* [Extracted material]:
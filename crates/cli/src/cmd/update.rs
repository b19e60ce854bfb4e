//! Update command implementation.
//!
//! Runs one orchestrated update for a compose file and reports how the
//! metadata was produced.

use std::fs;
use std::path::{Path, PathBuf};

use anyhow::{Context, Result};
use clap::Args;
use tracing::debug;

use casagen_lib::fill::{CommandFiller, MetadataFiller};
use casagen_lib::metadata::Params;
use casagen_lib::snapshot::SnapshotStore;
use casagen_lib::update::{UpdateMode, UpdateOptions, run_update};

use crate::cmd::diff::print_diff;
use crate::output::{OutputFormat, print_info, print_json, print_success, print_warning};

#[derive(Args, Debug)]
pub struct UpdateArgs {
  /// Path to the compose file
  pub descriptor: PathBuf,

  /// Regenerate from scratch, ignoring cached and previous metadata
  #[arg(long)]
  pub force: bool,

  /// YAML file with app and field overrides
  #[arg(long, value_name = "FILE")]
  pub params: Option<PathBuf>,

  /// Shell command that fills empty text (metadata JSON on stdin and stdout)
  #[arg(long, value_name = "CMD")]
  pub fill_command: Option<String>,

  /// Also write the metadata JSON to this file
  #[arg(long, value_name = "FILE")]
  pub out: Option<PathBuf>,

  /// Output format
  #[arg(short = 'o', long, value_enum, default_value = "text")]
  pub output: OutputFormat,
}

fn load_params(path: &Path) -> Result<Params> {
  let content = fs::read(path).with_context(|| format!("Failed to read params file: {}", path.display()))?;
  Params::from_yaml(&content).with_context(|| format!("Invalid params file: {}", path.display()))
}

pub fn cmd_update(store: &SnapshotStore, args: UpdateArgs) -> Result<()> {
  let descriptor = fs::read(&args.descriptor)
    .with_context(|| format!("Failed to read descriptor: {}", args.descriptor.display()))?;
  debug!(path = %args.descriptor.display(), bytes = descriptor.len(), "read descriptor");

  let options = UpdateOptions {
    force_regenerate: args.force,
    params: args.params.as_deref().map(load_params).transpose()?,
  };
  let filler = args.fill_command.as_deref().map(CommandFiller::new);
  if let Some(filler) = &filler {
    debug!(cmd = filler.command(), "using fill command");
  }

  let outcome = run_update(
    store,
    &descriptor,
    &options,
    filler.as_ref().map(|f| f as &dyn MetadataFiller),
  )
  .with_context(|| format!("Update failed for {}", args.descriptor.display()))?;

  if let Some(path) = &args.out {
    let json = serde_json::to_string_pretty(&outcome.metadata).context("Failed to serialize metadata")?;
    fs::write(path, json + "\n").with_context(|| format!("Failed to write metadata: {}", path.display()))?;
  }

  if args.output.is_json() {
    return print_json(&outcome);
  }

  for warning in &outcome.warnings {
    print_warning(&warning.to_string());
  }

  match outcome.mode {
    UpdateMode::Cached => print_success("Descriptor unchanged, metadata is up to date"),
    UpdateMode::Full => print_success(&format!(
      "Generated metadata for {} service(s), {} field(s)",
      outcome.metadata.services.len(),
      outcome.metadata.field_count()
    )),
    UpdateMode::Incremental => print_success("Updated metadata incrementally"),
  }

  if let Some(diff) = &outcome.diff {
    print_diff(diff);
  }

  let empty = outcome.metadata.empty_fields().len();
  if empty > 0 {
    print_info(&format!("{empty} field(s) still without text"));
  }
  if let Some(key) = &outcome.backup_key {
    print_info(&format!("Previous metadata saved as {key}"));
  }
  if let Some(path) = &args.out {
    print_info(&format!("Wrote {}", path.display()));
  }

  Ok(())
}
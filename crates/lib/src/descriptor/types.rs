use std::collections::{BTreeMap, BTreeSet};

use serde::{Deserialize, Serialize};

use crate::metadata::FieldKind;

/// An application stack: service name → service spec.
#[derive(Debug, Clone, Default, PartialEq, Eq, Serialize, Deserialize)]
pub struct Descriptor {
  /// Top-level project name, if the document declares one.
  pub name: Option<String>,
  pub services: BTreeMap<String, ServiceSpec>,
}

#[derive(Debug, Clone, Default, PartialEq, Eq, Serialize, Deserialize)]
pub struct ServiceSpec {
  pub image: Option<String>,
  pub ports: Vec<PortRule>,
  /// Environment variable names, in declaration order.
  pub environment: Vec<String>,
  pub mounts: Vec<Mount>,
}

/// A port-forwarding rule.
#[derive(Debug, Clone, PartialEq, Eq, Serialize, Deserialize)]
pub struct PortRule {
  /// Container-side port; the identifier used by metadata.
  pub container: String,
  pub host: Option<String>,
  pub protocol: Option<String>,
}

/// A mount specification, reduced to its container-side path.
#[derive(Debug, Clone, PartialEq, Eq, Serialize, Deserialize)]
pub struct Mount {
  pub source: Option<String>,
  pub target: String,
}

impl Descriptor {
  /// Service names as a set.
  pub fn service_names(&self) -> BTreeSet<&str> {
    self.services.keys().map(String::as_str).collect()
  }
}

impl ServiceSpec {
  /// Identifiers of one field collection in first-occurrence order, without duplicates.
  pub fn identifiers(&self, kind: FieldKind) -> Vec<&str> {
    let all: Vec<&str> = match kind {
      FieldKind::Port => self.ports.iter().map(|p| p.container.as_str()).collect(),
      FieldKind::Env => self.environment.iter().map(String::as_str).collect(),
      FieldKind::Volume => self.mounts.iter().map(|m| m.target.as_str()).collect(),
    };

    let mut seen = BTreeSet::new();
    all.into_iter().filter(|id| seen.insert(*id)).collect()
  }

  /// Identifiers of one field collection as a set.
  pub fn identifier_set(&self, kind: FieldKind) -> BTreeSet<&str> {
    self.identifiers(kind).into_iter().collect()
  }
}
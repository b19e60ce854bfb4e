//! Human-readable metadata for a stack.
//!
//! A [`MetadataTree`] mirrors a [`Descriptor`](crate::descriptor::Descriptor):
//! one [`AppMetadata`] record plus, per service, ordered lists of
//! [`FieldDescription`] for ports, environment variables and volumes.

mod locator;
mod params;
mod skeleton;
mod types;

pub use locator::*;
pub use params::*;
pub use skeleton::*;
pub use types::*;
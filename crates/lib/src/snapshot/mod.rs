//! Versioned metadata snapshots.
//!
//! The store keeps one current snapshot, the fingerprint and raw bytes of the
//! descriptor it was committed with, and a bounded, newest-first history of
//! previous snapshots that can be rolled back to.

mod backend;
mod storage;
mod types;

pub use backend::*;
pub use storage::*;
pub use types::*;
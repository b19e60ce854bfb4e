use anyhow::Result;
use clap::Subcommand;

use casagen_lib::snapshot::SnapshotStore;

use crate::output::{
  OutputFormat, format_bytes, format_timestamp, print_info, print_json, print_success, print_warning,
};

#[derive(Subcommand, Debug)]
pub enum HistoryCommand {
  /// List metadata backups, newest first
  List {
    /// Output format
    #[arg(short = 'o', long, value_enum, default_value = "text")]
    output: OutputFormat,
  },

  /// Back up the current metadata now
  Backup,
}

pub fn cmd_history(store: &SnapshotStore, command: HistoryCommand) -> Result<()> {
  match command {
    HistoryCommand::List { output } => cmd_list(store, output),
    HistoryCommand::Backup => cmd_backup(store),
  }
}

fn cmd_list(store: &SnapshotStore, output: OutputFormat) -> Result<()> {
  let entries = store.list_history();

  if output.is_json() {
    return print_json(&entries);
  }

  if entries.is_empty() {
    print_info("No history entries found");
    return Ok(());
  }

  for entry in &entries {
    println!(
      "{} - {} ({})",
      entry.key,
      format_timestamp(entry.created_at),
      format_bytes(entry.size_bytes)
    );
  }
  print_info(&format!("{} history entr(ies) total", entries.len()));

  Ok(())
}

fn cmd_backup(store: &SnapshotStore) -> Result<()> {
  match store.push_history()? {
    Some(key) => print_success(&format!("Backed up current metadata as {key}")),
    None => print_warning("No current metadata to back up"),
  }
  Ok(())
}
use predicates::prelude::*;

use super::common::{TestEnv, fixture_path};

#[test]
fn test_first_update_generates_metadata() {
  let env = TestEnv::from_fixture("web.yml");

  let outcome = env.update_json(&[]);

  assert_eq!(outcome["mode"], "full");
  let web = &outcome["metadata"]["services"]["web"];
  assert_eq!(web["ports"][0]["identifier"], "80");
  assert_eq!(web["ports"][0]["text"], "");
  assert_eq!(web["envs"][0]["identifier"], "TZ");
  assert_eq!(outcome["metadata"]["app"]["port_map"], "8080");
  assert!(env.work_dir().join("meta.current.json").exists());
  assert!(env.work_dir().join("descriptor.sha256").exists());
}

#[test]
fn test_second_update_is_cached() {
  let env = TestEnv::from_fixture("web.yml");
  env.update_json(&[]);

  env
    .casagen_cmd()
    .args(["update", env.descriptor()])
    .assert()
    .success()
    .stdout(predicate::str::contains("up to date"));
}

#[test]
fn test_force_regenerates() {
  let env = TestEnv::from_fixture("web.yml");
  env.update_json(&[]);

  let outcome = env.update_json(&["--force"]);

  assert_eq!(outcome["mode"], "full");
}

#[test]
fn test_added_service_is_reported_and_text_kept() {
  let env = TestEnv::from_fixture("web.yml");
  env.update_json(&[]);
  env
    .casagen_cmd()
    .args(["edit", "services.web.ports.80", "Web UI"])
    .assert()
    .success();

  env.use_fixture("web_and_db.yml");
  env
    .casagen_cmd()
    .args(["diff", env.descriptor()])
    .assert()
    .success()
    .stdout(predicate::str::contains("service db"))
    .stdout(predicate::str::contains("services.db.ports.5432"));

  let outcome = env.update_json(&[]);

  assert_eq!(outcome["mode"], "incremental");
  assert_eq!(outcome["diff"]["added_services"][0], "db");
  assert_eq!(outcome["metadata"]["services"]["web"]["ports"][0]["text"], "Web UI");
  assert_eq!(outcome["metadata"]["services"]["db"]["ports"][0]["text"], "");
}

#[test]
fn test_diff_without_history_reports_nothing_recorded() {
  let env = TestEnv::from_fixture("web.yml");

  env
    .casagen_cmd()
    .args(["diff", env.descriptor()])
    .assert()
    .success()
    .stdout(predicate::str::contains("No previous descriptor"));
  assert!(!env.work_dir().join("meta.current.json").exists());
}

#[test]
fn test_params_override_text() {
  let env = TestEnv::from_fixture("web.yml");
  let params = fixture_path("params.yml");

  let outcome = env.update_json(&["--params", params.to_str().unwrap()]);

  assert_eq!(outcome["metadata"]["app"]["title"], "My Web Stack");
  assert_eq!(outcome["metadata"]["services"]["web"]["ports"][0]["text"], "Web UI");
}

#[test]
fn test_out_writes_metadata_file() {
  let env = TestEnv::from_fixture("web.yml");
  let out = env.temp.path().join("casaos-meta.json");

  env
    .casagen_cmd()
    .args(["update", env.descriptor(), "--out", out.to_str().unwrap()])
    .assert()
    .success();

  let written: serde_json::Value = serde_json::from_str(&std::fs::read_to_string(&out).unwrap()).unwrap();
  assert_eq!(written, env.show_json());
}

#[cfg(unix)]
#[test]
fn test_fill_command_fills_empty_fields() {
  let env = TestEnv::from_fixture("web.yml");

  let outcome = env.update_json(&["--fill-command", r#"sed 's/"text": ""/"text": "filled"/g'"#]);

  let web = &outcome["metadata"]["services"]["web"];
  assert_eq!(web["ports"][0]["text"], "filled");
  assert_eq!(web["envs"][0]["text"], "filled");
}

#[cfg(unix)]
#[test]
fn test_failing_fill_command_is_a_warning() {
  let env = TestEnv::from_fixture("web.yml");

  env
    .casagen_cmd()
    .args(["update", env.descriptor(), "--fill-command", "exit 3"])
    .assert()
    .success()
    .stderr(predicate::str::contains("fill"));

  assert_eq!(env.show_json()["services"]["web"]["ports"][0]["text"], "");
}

* [Problem details]:
All that is needed is the exact run of lines above from the line containing "if let Some(filler)" through the line containing "filename crates/lib/src/descriptor/types.rs", both of them included.

* [Final answer]:
  if let Some(filler) = &filler {
    debug!(cmd = filler.command(), "using fill command");
  }

  let outcome = run_update(
    store,
    &descriptor,
    &options,
    filler.as_ref().map(|f| f as &dyn MetadataFiller),
  )
  .with_context(|| format!("Update failed for {}", args.descriptor.display()))?;

  if let Some(path) = &args.out {
    let json = serde_json::to_string_pretty(&outcome.metadata).context("Failed to serialize metadata")?;
    fs::write(path, json + "\n").with_context(|| format!("Failed to write metadata: {}", path.display()))?;
  }

  if args.output.is_json() {
    return print_json(&outcome);
  }

  for warning in &outcome.warnings {
    print_warning(&warning.to_string());
  }

  match outcome.mode {
    UpdateMode::Cached => print_success("Descriptor unchanged, metadata is up to date"),
    UpdateMode::Full => print_success(&format!(
      "Generated metadata for {} service(s), {} field(s)",
      outcome.metadata.services.len(),
      outcome.metadata.field_count()
    )),
    UpdateMode::Incremental => print_success("Updated metadata incrementally"),
  }

  if let Some(diff) = &outcome.diff {
    print_diff(diff);
  }

  let empty = outcome.metadata.empty_fields().len();
  if empty > 0 {
    print_info(&format!("{empty} field(s) still without text"));
  }
  if let Some(key) = &outcome.backup_key {
    print_info(&format!("Previous metadata saved as {key}"));
  }
  if let Some(path) = &args.out {
    print_info(&format!("Wrote {}", path.display()));
  }

  Ok(())
}
filename crates/lib/src/descriptor/types.rs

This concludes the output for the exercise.